**Your assignment:**
Transcribe exactly the lines that fall between the one holding "#[serde(other)]" and the one holding "pub struct CampaignAction", inclusive, from the entries below.

*** Opening Extracted entries ***

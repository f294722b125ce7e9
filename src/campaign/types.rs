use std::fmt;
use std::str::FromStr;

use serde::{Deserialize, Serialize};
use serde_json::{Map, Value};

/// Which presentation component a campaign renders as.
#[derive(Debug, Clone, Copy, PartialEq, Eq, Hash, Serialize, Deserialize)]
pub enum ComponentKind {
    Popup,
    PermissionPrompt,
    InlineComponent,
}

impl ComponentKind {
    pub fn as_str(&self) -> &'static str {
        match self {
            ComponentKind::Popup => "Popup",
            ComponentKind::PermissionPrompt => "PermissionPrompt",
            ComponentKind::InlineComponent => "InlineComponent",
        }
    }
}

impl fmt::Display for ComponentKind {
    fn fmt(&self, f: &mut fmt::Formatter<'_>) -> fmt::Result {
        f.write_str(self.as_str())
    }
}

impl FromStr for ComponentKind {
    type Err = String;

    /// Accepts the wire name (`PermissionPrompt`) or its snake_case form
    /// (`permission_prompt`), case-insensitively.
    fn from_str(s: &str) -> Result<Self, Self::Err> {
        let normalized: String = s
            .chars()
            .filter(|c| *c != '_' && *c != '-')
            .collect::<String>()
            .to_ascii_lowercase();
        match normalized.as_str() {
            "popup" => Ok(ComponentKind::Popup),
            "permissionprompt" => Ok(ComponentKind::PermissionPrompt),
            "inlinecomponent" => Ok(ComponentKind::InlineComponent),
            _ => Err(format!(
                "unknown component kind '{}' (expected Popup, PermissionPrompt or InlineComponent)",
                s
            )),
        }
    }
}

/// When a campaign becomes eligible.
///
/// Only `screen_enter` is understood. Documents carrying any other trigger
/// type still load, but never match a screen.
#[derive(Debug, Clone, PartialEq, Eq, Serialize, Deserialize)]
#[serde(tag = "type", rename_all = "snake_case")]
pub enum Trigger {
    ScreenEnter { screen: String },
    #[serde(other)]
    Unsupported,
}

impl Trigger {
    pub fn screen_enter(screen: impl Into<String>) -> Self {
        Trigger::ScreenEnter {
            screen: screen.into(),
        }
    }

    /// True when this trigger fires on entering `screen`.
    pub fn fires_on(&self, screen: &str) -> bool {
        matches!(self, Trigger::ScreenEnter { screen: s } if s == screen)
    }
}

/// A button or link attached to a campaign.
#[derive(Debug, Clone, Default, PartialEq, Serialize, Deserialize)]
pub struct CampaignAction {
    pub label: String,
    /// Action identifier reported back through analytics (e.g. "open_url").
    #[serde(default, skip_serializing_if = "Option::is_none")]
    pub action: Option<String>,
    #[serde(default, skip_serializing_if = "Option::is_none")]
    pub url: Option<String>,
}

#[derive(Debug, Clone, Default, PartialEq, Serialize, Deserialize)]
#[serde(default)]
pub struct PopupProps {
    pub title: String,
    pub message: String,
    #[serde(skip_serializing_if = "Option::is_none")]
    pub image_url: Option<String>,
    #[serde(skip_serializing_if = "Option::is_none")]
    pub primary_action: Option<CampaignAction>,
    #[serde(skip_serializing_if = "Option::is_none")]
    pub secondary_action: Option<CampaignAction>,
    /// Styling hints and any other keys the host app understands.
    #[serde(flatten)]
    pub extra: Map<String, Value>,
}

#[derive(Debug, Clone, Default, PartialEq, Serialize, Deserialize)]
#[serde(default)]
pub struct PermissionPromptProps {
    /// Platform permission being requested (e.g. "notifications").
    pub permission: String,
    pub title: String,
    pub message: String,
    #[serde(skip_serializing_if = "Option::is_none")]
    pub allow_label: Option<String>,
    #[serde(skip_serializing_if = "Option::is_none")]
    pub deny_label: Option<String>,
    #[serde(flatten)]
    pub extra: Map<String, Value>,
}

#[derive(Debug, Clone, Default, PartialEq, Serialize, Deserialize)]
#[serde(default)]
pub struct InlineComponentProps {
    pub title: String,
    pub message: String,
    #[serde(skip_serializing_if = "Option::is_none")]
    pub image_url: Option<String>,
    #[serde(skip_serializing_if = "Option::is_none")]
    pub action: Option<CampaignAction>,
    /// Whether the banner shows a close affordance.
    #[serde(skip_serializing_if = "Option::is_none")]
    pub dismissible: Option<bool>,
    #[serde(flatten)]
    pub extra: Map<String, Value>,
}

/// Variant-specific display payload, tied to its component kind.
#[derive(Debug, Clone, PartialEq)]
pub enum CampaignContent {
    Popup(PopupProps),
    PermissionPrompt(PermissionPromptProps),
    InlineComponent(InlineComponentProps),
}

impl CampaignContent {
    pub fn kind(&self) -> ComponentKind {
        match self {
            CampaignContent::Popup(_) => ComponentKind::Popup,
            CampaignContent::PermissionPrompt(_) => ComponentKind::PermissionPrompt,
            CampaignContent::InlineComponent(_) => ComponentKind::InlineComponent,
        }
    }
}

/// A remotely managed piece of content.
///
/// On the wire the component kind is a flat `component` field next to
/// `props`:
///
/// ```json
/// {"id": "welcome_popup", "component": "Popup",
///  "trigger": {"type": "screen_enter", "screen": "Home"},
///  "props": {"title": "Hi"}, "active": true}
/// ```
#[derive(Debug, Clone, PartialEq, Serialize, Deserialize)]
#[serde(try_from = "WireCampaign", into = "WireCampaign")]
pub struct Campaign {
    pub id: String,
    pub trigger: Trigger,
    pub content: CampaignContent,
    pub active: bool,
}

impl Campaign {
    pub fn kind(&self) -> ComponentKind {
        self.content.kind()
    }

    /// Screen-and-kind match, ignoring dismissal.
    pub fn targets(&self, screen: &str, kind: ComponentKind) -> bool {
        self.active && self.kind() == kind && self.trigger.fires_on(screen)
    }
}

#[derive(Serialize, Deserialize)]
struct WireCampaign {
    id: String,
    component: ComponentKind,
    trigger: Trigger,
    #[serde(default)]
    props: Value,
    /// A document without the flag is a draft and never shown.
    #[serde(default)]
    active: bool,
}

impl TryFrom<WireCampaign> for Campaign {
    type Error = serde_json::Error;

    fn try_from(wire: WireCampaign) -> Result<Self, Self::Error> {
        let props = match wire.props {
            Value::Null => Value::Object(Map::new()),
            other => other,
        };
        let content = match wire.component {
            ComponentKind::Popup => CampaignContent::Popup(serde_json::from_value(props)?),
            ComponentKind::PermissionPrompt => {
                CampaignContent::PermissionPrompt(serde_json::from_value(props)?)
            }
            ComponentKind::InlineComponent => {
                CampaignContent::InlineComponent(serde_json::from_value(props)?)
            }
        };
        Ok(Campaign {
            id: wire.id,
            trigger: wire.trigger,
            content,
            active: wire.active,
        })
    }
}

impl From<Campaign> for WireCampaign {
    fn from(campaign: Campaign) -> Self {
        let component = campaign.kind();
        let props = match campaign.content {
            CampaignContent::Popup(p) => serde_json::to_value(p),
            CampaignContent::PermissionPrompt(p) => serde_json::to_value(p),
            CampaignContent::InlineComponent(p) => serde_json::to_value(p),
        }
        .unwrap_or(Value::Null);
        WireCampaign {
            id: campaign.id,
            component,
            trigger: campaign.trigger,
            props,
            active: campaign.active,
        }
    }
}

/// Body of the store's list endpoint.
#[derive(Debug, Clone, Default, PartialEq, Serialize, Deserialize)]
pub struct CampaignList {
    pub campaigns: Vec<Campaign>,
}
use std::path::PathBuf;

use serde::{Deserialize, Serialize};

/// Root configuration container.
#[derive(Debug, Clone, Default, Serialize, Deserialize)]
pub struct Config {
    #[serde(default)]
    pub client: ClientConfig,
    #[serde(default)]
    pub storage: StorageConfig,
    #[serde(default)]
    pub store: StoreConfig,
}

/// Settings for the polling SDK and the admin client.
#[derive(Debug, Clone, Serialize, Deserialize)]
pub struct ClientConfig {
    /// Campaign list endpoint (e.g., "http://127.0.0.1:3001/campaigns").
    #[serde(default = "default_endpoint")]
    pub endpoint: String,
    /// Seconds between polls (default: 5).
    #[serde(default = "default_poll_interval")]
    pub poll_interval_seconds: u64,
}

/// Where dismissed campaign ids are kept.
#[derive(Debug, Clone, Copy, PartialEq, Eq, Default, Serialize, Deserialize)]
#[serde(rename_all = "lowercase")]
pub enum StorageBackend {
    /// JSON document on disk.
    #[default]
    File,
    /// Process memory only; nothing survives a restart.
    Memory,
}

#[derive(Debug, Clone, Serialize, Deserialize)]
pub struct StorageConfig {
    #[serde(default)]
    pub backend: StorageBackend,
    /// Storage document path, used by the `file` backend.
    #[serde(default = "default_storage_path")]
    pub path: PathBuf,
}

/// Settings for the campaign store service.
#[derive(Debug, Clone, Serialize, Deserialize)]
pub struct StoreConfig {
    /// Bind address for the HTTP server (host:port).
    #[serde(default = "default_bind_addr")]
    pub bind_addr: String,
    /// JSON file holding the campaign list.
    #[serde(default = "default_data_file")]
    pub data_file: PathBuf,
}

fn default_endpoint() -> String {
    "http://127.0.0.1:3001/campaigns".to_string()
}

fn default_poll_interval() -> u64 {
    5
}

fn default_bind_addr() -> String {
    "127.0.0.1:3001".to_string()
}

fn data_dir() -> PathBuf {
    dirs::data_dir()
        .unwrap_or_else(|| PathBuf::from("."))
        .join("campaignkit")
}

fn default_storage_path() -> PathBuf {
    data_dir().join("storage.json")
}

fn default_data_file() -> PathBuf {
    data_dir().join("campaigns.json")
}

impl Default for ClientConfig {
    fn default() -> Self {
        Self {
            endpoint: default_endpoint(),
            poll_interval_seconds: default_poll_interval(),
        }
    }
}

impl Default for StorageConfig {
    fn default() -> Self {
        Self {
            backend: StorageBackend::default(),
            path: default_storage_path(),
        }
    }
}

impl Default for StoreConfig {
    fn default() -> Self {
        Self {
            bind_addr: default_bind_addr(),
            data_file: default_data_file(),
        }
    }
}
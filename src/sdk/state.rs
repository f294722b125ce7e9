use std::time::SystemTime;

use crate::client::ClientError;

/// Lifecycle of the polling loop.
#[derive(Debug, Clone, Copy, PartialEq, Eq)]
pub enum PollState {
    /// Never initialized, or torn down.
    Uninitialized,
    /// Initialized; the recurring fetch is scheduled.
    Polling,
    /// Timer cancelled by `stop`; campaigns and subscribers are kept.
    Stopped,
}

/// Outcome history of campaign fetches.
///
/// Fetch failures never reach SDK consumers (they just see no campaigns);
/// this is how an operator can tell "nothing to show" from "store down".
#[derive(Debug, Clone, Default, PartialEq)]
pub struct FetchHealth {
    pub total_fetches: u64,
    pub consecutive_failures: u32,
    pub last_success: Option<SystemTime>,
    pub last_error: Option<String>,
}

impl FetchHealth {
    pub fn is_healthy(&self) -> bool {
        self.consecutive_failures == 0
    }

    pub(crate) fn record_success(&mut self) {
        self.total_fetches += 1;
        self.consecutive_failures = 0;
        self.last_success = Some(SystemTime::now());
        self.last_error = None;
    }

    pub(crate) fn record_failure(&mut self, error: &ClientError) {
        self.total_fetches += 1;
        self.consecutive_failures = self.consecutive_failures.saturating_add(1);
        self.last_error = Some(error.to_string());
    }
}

*** Closing Extracted entries ***

**Task output:**
    #[serde(other)]
    Unsupported,
}

impl Trigger {
    pub fn screen_enter(screen: impl Into<String>) -> Self {
        Trigger::ScreenEnter {
            screen: screen.into(),
        }
    }

    /// True when this trigger fires on entering `screen`.
    pub fn fires_on(&self, screen: &str) -> bool {
        matches!(self, Trigger::ScreenEnter { screen: s } if s == screen)
    }
}

/// A button or link attached to a campaign.
#[derive(Debug, Clone, Default, PartialEq, Serialize, Deserialize)]
pub struct CampaignAction {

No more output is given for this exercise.